Task material START

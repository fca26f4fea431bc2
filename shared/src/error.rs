//! Wire-level error codes
//!
//! These codes travel inside nack and response payloads so the requesting
//! terminal can show the operator one specific failure reason instead of a
//! generic error.

use serde::{Deserialize, Serialize};
use std::fmt;

/// Error codes shared between hub and terminals
///
/// | Code | Resolved | Retried |
/// |------|----------|---------|
/// | InvalidSpec | locally | never |
/// | UnknownSink | locally | after re-enumeration |
/// | NoPrinterAvailable | end-to-end | manual only |
/// | PrintFailed | end-to-end | manual only |
/// | ChannelDisconnected | locally | on reconnect (re-announce) |
#[derive(Debug, Clone, Copy, PartialEq, Eq, Hash, Serialize, Deserialize)]
#[serde(rename_all = "snake_case")]
pub enum ErrorCode {
    /// Malformed compile input (missing name/price/quantity)
    InvalidSpec,
    /// Operator selected a sink id that is no longer enumerated
    UnknownSink,
    /// No terminal in the directory reports an attached printer
    NoPrinterAvailable,
    /// Sink accepted dispatch but signalled an error, or the ack timed out
    PrintFailed,
    /// Transport to the hub was lost
    ChannelDisconnected,
    /// Handshake protocol version mismatch
    ProtocolMismatch,
    /// Unclassified hub-side failure
    Internal,
}

impl fmt::Display for ErrorCode {
    fn fmt(&self, f: &mut fmt::Formatter<'_>) -> fmt::Result {
        match self {
            Self::InvalidSpec => write!(f, "invalid_spec"),
            Self::UnknownSink => write!(f, "unknown_sink"),
            Self::NoPrinterAvailable => write!(f, "no_printer_available"),
            Self::PrintFailed => write!(f, "print_failed"),
            Self::ChannelDisconnected => write!(f, "channel_disconnected"),
            Self::ProtocolMismatch => write!(f, "protocol_mismatch"),
            Self::Internal => write!(f, "internal"),
        }
    }
}
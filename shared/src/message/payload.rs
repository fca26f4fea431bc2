use serde::{Deserialize, Serialize};
use std::collections::BTreeMap;
use uuid::Uuid;

use crate::error::ErrorCode;
use crate::models::{Presence, PrintJob};

// ==================== Payloads ====================

/// Handshake payload (terminal -> hub)
///
/// Carries the terminal's protocol version and its stable id. A terminal
/// without a configured id lets the hub assign one.
#[derive(Debug, Clone, PartialEq, Serialize, Deserialize)]
pub struct HandshakePayload {
    /// Protocol version
    pub version: u16,
    /// Stable terminal id (hub assigns a UUID when absent)
    pub terminal_id: Option<String>,
    /// Human-readable terminal name
    pub terminal_name: Option<String>,
    /// Client software version
    pub client_version: Option<String>,
}

/// Generic correlated response (hub -> terminal)
#[derive(Debug, Clone, Serialize, Deserialize)]
pub struct ResponsePayload {
    pub success: bool,
    pub message: String,
    /// Error code (only on failure)
    #[serde(skip_serializing_if = "Option::is_none")]
    pub error_code: Option<ErrorCode>,
    /// Response data (optional)
    #[serde(skip_serializing_if = "Option::is_none")]
    pub data: Option<serde_json::Value>,
}

/// Presence announcement payload (terminal -> hub)
///
/// The directory's last-write-wins timestamp is the envelope's per-sender
/// sequence number, not anything in here.
#[derive(Debug, Clone, PartialEq, Serialize, Deserialize)]
pub struct PresencePayload {
    pub presence: Presence,
    /// Selected sink id when presence is HasPrinter
    #[serde(skip_serializing_if = "Option::is_none")]
    pub sink_id: Option<String>,
}

/// Directory snapshot fan-out (hub -> all terminals)
#[derive(Debug, Clone, PartialEq, Serialize, Deserialize)]
pub struct PresenceSyncPayload {
    /// terminal id -> presence, for every connected terminal
    pub entries: BTreeMap<String, Presence>,
}

/// Delegated print job payload (requester -> hub -> executor)
#[derive(Debug, Clone, PartialEq, Serialize, Deserialize)]
pub struct PrintJobPayload {
    pub job: PrintJob,
}

/// Job executed payload (executor -> hub -> requester)
#[derive(Debug, Clone, PartialEq, Serialize, Deserialize)]
pub struct PrintAckPayload {
    pub job_id: Uuid,
    /// Terminal that physically executed the job
    pub executed_by: String,
}

/// Job failed payload (executor/hub -> requester)
#[derive(Debug, Clone, PartialEq, Serialize, Deserialize)]
pub struct PrintNackPayload {
    pub job_id: Uuid,
    pub code: ErrorCode,
    pub reason: String,
}

// ==================== Convenience Constructors ====================

impl ResponsePayload {
    pub fn success(message: impl Into<String>, data: Option<serde_json::Value>) -> Self {
        Self {
            success: true,
            message: message.into(),
            error_code: None,
            data,
        }
    }

    pub fn error(message: impl Into<String>, code: Option<ErrorCode>) -> Self {
        Self {
            success: false,
            message: message.into(),
            error_code: code,
            data: None,
        }
    }
}

impl PresencePayload {
    pub fn attached(sink_id: impl Into<String>) -> Self {
        Self {
            presence: Presence::HasPrinter,
            sink_id: Some(sink_id.into()),
        }
    }

    pub fn detached() -> Self {
        Self {
            presence: Presence::NoPrinter,
            sink_id: None,
        }
    }
}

Task material END

Required action: Give back precisely the lines above that start at the line containing "use crate::error::ErrorCode;" and end at the line containing "id. A terminal", inclusive. No other lines belong in the output.

Result of this exercise:
use crate::error::ErrorCode;
use crate::models::{Presence, PrintJob};

// ==================== Payloads ====================

/// Handshake payload (terminal -> hub)
///
/// Carries the terminal's protocol version and its stable id. A terminal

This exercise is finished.